== Task description ==
Only one stretch of the data below is needed. Output the lines from the one with "to a strongly" up to and including the one with "registers a cleanup", exactly as they stand.
--- --- ---
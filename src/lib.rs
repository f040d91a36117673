//! # kmergen
//!
//! Enumerates every k-mer over a nucleotide base set and counts how often each
//! one occurs, literally and case-insensitively, in a DNA or RNA sequence.
//!
//! Base sets follow the IUPAC nucleotide codes and are cumulative: `pure`
//! (`ACGTU`), `dubious2` (adds `RYSWKM`), `dubious3` (adds `BDHV`) and `full`
//! (adds `N`). Ambiguity codes are matched as literal characters, never
//! expanded into the bases they stand for.
//!
//! ## Quick Start
//!
//! ```rust
//! use kmergen::alphabet::BaseSet;
//! use kmergen::run::count_kmers;
//!
//! let counts = count_kmers("AATT", 2, BaseSet::Pure)?;
//!
//! assert_eq!(counts.len(), 3);
//! assert_eq!(counts["AT"], 1);
//! # Ok::<(), kmergen::error::KmerGenError>(())
//! ```
//!
//! ## Overlap policy
//!
//! Each candidate is scanned for left to right and occurrences never overlap:
//! `"AAA"` contains one `"AA"`, `"AAAA"` two.
//!
//! ## Features
//!
//! - `tracing` (default): structured logging of counting runs via `tracing`

pub mod alphabet;
pub mod builder;
pub mod cli;
pub mod config;
pub mod error;
pub mod kmer;
pub mod matcher;
pub mod run;
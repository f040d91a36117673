//! Fuzz target for `count_kmers`.
//!
//! Feeds arbitrary text as the sequence and checks that every reported count
//! is positive and agrees with a direct literal search.

#![no_main]

use kmergen::alphabet::BaseSet;
use kmergen::matcher::count_occurrences;
use kmergen::run::count_kmers;
use libfuzzer_sys::fuzz_target;

fuzz_target!(|data: &[u8]| {
    let Some((&selector, rest)) = data.split_first() else {
        return;
    };
    let Ok(sequence) = std::str::from_utf8(rest) else {
        return;
    };

    let tier = BaseSet::ALL[usize::from(selector % 4)];
    // Keep the candidate space small
    let k = usize::from(selector / 4 % 3) + 1;

    let counts = count_kmers(sequence, k, tier).expect("k is never zero");
    for (kmer, count) in &counts {
        assert!(*count > 0, "zero count for {kmer}");
        assert_eq!(*count, count_occurrences(sequence, kmer));
        assert!(kmer.chars().all(|c| tier.contains(c)));
    }
});
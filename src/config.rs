use crate::{
    alphabet::BaseSet,
    cli::{Args, OutputFormat},
    error::KmerGenError,
    kmer::KmerLength,
};

/// Validated settings for a single counting run.
#[derive(Debug, Clone, PartialEq, Eq)]
pub struct Config {
    pub sequence: String,
    pub k: KmerLength,
    pub base_set: BaseSet,
    pub format: OutputFormat,
    pub min_count: usize,
    pub parallel: bool,
    pub describe: bool,
}

impl Config {
    /// Validates raw k-mer length and base set arguments.
    ///
    /// Output settings start at their defaults.
    pub fn new(sequence: &str, k: &str, base_set: &str) -> Result<Config, KmerGenError> {
        let k: KmerLength = k.parse()?;
        let base_set: BaseSet = base_set.parse()?;

        Ok(Config {
            sequence: sequence.to_string(),
            k,
            base_set,
            format: OutputFormat::default(),
            min_count: 1,
            parallel: false,
            describe: false,
        })
    }

    pub fn from_args(args: &Args) -> Result<Config, KmerGenError> {
        Ok(Config {
            format: args.format,
            min_count: args.min_count,
            parallel: args.parallel,
            describe: args.describe,
            ..Config::new(&args.sequence, &args.k, &args.base_set)?
        })
    }
}
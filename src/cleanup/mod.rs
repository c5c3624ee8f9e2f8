//! Deferred, exactly-once resource cleanup
//!
//! This module ties cleanup actions to the reachability of their owners.
//!
//! ## Features
//!
//! - **Tickets**: exactly-once execution of a cleanup action, whichever path fires it
//! - **Registry**: table of live tickets keyed by weak watch
//! - **Watcher**: background loop turning reclamation notifications into triggers
//! - **Weak Cache**: weakly-keyed map pruned through the same notifications
//! - **Guardian Chains**: inner-before-outer ordering across tickets

pub mod action;
pub mod failure;
pub mod guardian;
pub mod registry;
pub mod ticket;
pub mod watcher;
pub mod weak_cache;

pub use action::{BoxError, CleanupAction};
pub use failure::{CollectingFailureSink, FailureSink, TracingFailureSink};
pub use guardian::{GuardianChain, chain};
pub use registry::{CleanupRegistry, RegistryStats};
pub use ticket::{CleanupTicket, TicketGuard, TicketId, TicketState, TriggerOrigin, TriggerOutcome};
pub use watcher::ReclamationWatcher;
pub use weak_cache::{WeakAssociationCache, WeakCacheStats};
//! Weakly-keyed association cache
//!
//! Maps an `Arc<K>` key to a strongly held value. Lookups go through `K`'s
//! `Hash` and `Eq`, so a separately allocated but equal key finds the entry.
//! Holding an entry never keeps its key alive: each insert registers a cleanup
//! ticket on the key it was given, and the ticket's action evicts the entry
//! once that key is reclaimed.
//!
//! Keys pinned by a process-wide pool (a `static` interner, for example) never
//! become unreachable, so their entries are never evicted. That is expected
//! behavior, not a leak in the cache.

use std::collections::hash_map::RandomState;
use std::hash::{BuildHasher, Hash};
use std::mem;
use std::sync::atomic::{AtomicUsize, Ordering};
use std::sync::{Arc, Weak};

use dashmap::DashMap;
use once_cell::sync::OnceCell;

use super::action::CleanupAction;
use super::registry::CleanupRegistry;
use super::ticket::{CleanupTicket, TicketId};
use crate::error::CleanupResult;

/// Hash of a key under the cache's hasher; entries with equal hashes share a bucket
type KeyHash = u64;

struct CacheEntry<K, V> {
    key: Weak<K>,
    value: V,
    ticket: CleanupTicket,
}

impl<K: Eq, V> CacheEntry<K, V> {
    /// Whether this entry's key is still alive and equal to `key`
    fn matches(&self, key: &K) -> bool {
        self.key.upgrade().is_some_and(|live| *live == *key)
    }
}

struct CacheShared<K, V> {
    buckets: DashMap<KeyHash, Vec<CacheEntry<K, V>>>,
    total_insertions: AtomicUsize,
    total_reclaimed: AtomicUsize,
    total_explicit_deletions: AtomicUsize,
}

impl<K, V> CacheShared<K, V> {
    /// Reclamation eviction; only removes the entry owned by `ticket`
    fn evict(&self, hash: KeyHash, ticket: TicketId) {
        let evicted = self.buckets.get_mut(&hash).and_then(|mut bucket| {
            let index = bucket.iter().position(|entry| entry.ticket.id() == ticket)?;
            Some(bucket.swap_remove(index))
        });
        if evicted.is_some() {
            self.total_reclaimed.fetch_add(1, Ordering::Relaxed);
            self.buckets.remove_if(&hash, |_, bucket| bucket.is_empty());
        }
    }

    fn len(&self) -> usize {
        self.buckets.iter().map(|bucket| bucket.len()).sum()
    }
}

/// Weakly-keyed map from `Arc<K>` to `V`, matching keys by equality.
///
/// `size` is advisory: after a key is dropped its entry stays counted until
/// the reclamation notification has been processed.
///
/// The entry is watched through the key passed to the `put` that created it.
/// A later `put` with an equal key replaces the value but keeps that watch, so
/// the entry is evicted once the original key is reclaimed.
///
/// # Examples
///
/// ```
/// use reclaim::{CleanupRegistry, RegistryConfig, WeakAssociationCache};
/// use std::sync::Arc;
///
/// let registry = Arc::new(CleanupRegistry::new(RegistryConfig::default()).unwrap());
/// let cache = WeakAssociationCache::new(Arc::clone(&registry));
///
/// let session = Arc::new(String::from("session-1"));
/// cache.put(&session, 42u32).unwrap();
/// assert_eq!(cache.get(&String::from("session-1")), Some(42));
///
/// assert_eq!(cache.remove(&session), Some(42));
/// assert_eq!(cache.get(&session), None);
/// ```
pub struct WeakAssociationCache<K, V>
where
    K: Send + Sync + 'static,
    V: Send + Sync + 'static,
{
    shared: Arc<CacheShared<K, V>>,
    registry: Arc<CleanupRegistry>,
    hasher: RandomState,
}

impl<K, V> WeakAssociationCache<K, V>
where
    K: Hash + Eq + Send + Sync + 'static,
    V: Send + Sync + 'static,
{
    /// Create a cache whose evictions are driven by `registry`
    pub fn new(registry: Arc<CleanupRegistry>) -> Self {
        Self {
            shared: Arc::new(CacheShared {
                buckets: DashMap::new(),
                total_insertions: AtomicUsize::new(0),
                total_reclaimed: AtomicUsize::new(0),
                total_explicit_deletions: AtomicUsize::new(0),
            }),
            registry,
            hasher: RandomState::new(),
        }
    }

    fn hash(&self, key: &K) -> KeyHash {
        self.hasher.hash_one(key)
    }

    /// Associate `value` with `key`.
    ///
    /// Returns the previous value when an equal live key was already present;
    /// the existing watch is kept in that case.
    pub fn put(&self, key: &Arc<K>, value: V) -> CleanupResult<Option<V>> {
        let hash = self.hash(key);
        let mut bucket = self.shared.buckets.entry(hash).or_default();
        if let Some(entry) = bucket.iter_mut().find(|entry| entry.matches(key)) {
            return Ok(Some(mem::replace(&mut entry.value, value)));
        }

        let shared = Arc::downgrade(&self.shared);
        let slot: Arc<OnceCell<TicketId>> = Arc::new(OnceCell::new());
        let slot_in = Arc::clone(&slot);
        let registered = self.registry.register(
            key,
            CleanupAction::new(move || {
                if let (Some(shared), Some(ticket)) = (shared.upgrade(), slot_in.get()) {
                    shared.evict(hash, *ticket);
                }
            }),
        );
        let ticket = match registered {
            Ok(ticket) => ticket,
            Err(error) => {
                let empty = bucket.is_empty();
                drop(bucket);
                if empty {
                    self.shared.buckets.remove_if(&hash, |_, bucket| bucket.is_empty());
                }
                return Err(error);
            }
        };
        let _ = slot.set(ticket.id());

        bucket.push(CacheEntry {
            key: Arc::downgrade(key),
            value,
            ticket,
        });
        self.shared.total_insertions.fetch_add(1, Ordering::Relaxed);
        Ok(None)
    }

    /// Value associated with a key equal to `key`, if present
    pub fn get(&self, key: &K) -> Option<V>
    where
        V: Clone,
    {
        let bucket = self.shared.buckets.get(&self.hash(key))?;
        bucket
            .iter()
            .find(|entry| entry.matches(key))
            .map(|entry| entry.value.clone())
    }

    pub fn contains_key(&self, key: &K) -> bool {
        self.shared
            .buckets
            .get(&self.hash(key))
            .is_some_and(|bucket| bucket.iter().any(|entry| entry.matches(key)))
    }

    /// Delete the entry for `key` and release its watch
    pub fn remove(&self, key: &K) -> Option<V> {
        let hash = self.hash(key);
        let entry = {
            let mut bucket = self.shared.buckets.get_mut(&hash)?;
            let index = bucket.iter().position(|entry| entry.matches(key))?;
            bucket.swap_remove(index)
        };
        self.shared.buckets.remove_if(&hash, |_, bucket| bucket.is_empty());
        self.shared
            .total_explicit_deletions
            .fetch_add(1, Ordering::Relaxed);
        // The entry is already gone, so the action finds nothing to evict
        let _ = entry.ticket.trigger();
        Some(entry.value)
    }
}

impl<K, V> WeakAssociationCache<K, V>
where
    K: Send + Sync + 'static,
    V: Send + Sync + 'static,
{
    /// Number of entries, including ones whose key was reclaimed but whose
    /// notification has not been processed yet
    pub fn size(&self) -> usize {
        self.shared.len()
    }

    pub fn is_empty(&self) -> bool {
        self.size() == 0
    }

    /// Live keys currently in the cache
    pub fn keys_alive(&self) -> Vec<Arc<K>> {
        self.shared
            .buckets
            .iter()
            .flat_map(|bucket| {
                bucket
                    .iter()
                    .filter_map(|entry| entry.key.upgrade())
                    .collect::<Vec<_>>()
            })
            .collect()
    }

    /// Delete every entry and release their watches
    pub fn clear(&self) {
        let removed = self.release_all();
        self.shared
            .total_explicit_deletions
            .fetch_add(removed, Ordering::Relaxed);
    }

    fn release_all(&self) -> usize {
        let hashes: Vec<KeyHash> = self.shared.buckets.iter().map(|bucket| *bucket.key()).collect();
        let mut removed = 0;
        for hash in hashes {
            if let Some((_, bucket)) = self.shared.buckets.remove(&hash) {
                for entry in bucket {
                    let _ = entry.ticket.trigger();
                    removed += 1;
                }
            }
        }
        removed
    }

    /// Get statistics for this cache
    pub fn stats(&self) -> WeakCacheStats {
        WeakCacheStats {
            current_size: self.size(),
            total_insertions: self.shared.total_insertions.load(Ordering::Relaxed),
            total_reclaimed: self.shared.total_reclaimed.load(Ordering::Relaxed),
            total_explicit_deletions: self
                .shared
                .total_explicit_deletions
                .load(Ordering::Relaxed),
        }
    }
}

impl<K, V> Drop for WeakAssociationCache<K, V>
where
    K: Send + Sync + 'static,
    V: Send + Sync + 'static,
{
    fn drop(&mut self) {
        self.release_all();
    }
}

impl<K, V> std::fmt::Debug for WeakAssociationCache<K, V>
where
    K: Send + Sync + 'static,
    V: Send + Sync + 'static,
{
    fn fmt(&self, f: &mut std::fmt::Formatter<'_>) -> std::fmt::Result {
        f.debug_struct("WeakAssociationCache")
            .field("stats", &self.stats())
            .finish()
    }
}

/// Statistics for a weak association cache
#[derive(Debug, Clone, Copy, PartialEq, Eq)]
pub struct WeakCacheStats {
    /// Entries currently stored
    pub current_size: usize,
    /// Entries ever inserted
    pub total_insertions: usize,
    /// Entries evicted because their key was reclaimed
    pub total_reclaimed: usize,
    /// Entries removed by `remove` or `clear`
    pub total_explicit_deletions: usize,
}
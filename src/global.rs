//! Process-wide registry
//!
//! The registry is created once, either explicitly through [`init`] or lazily
//! with the default configuration on first access. Access after initialization
//! takes no lock.

use std::sync::Arc;

use once_cell::sync::OnceCell;

use crate::cleanup::CleanupRegistry;
use crate::config::RegistryConfig;
use crate::error::{CleanupError, CleanupResult};

static GLOBAL_REGISTRY: OnceCell<Arc<CleanupRegistry>> = OnceCell::new();

/// Install the process-wide registry.
///
/// Fails with `AlreadyInitialized` if a registry was already installed, by an
/// earlier `init` or by lazy initialization.
pub fn init(config: RegistryConfig) -> CleanupResult<&'static Arc<CleanupRegistry>> {
    let mut installed = false;
    let registry = GLOBAL_REGISTRY.get_or_try_init(|| {
        installed = true;
        CleanupRegistry::new(config).map(Arc::new)
    })?;

    if installed {
        tracing::debug!("process-wide cleanup registry installed");
        Ok(registry)
    } else {
        Err(CleanupError::AlreadyInitialized)
    }
}

/// The process-wide registry, initialized with `RegistryConfig::from_env()`
/// on first use.
pub fn registry() -> CleanupResult<&'static Arc<CleanupRegistry>> {
    GLOBAL_REGISTRY.get_or_try_init(|| CleanupRegistry::new(RegistryConfig::from_env()).map(Arc::new))
}

/// The process-wide registry, if one has been installed
pub fn try_registry() -> Option<&'static Arc<CleanupRegistry>> {
    GLOBAL_REGISTRY.get()
}
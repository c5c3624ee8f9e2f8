//! Error types for the cleanup registry.

use thiserror::Error;

use crate::cleanup::TicketId;
use crate::watch::WatchId;

/// A cleanup action that returned an error or panicked.
///
/// The ticket that ran the action is already `Cleaned` when this value exists;
/// failed actions are never retried.
#[derive(Error, Debug, Clone, PartialEq, Eq)]
#[error(
    "cleanup action for ticket {ticket}{} {}: {message}",
    watch_label(.watch),
    failure_kind(.panicked)
)]
pub struct ActionFailure {
    /// Ticket whose action failed
    pub ticket: TicketId,
    /// Watch the ticket was registered under, if any
    pub watch: Option<WatchId>,
    /// Rendered error or panic payload
    pub message: String,
    /// True when the action panicked rather than returning an error
    pub panicked: bool,
}

fn watch_label(watch: &Option<WatchId>) -> String {
    watch.map(|watch| format!(" ({watch})")).unwrap_or_default()
}

fn failure_kind(panicked: &bool) -> &'static str {
    if *panicked { "panicked" } else { "failed" }
}

/// Reasons the weak-watch facility can refuse to watch an object.
#[derive(Error, Debug, Clone, PartialEq, Eq)]
pub enum WatchError {
    #[error("watch table is full ({capacity} live watches)")]
    CapacityExceeded { capacity: usize },
    #[error("watch facility is closed")]
    Closed,
    #[error("object was already reclaimed before it could be watched")]
    AlreadyReclaimed,
    #[error("watch refused: {0}")]
    Refused(String),
}

/// Errors surfaced by the cleanup registry and its tickets.
///
/// # Examples
///
/// ```
/// use reclaim::error::{CleanupError, CleanupResult, WatchError};
///
/// let err = CleanupError::from(WatchError::Closed);
/// assert_eq!(err.to_string(), "watch registration failed: watch facility is closed");
///
/// let ok: CleanupResult<u32> = Ok(7);
/// assert!(ok.is_ok());
/// ```
#[derive(Error, Debug, Clone, PartialEq, Eq)]
pub enum CleanupError {
    #[error("{0}")]
    ActionFailed(ActionFailure),
    #[error("watch registration failed: {0}")]
    WatchRegistrationFailed(#[from] WatchError),
    #[error("ticket was already triggered")]
    AlreadyTriggered,
    #[error("guardian chain would form a cycle")]
    CycleDetected,
    #[error("process-wide registry is already initialized")]
    AlreadyInitialized,
    #[error("registry has been shut down")]
    ShutDown,
    #[error("failed to spawn {thread} thread: {reason}")]
    ThreadSpawn { thread: String, reason: String },
}

/// Result type for cleanup operations
pub type CleanupResult<T> = Result<T, CleanupError>;

#[cfg(test)]
mod tests {
    use super::*;

    #[test]
    fn display_formats_readable_messages() {
        let cases = [
            (
                CleanupError::WatchRegistrationFailed(WatchError::CapacityExceeded {
                    capacity: 4,
                }),
                "watch registration failed: watch table is full (4 live watches)",
            ),
            (
                CleanupError::AlreadyTriggered,
                "ticket was already triggered",
            ),
            (CleanupError::CycleDetected, "guardian chain would form a cycle"),
            (
                CleanupError::AlreadyInitialized,
                "process-wide registry is already initialized",
            ),
            (CleanupError::ShutDown, "registry has been shut down"),
        ];

        for (error, expected) in cases {
            assert_eq!(error.to_string(), expected);
        }
    }

    #[test]
    fn action_failure_mentions_watch_and_kind() {
        let failure = ActionFailure {
            ticket: TicketId::from_raw(3),
            watch: Some(WatchId::from_raw(9)),
            message: "fd already closed".into(),
            panicked: true,
        };

        assert_eq!(
            failure.to_string(),
            "cleanup action for ticket ticket#3 (watch#9) panicked: fd already closed"
        );
        assert_eq!(
            CleanupError::ActionFailed(failure.clone()).to_string(),
            failure.to_string()
        );
    }

    #[test]
    fn action_failure_without_watch_is_a_std_error() {
        let failure = ActionFailure {
            ticket: TicketId::from_raw(4),
            watch: None,
            message: "disk full".into(),
            panicked: false,
        };

        let error: &dyn std::error::Error = &failure;
        assert_eq!(
            error.to_string(),
            "cleanup action for ticket ticket#4 failed: disk full"
        );
    }
}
--- --- ---
== Answer area ==
//! Maps an `Arc<K>` key to a strongly held value. Lookups go through `K`'s
//! `Hash` and `Eq`, so a separately allocated but equal key finds the entry.
//! Holding an entry never keeps its key alive: each insert registers a cleanup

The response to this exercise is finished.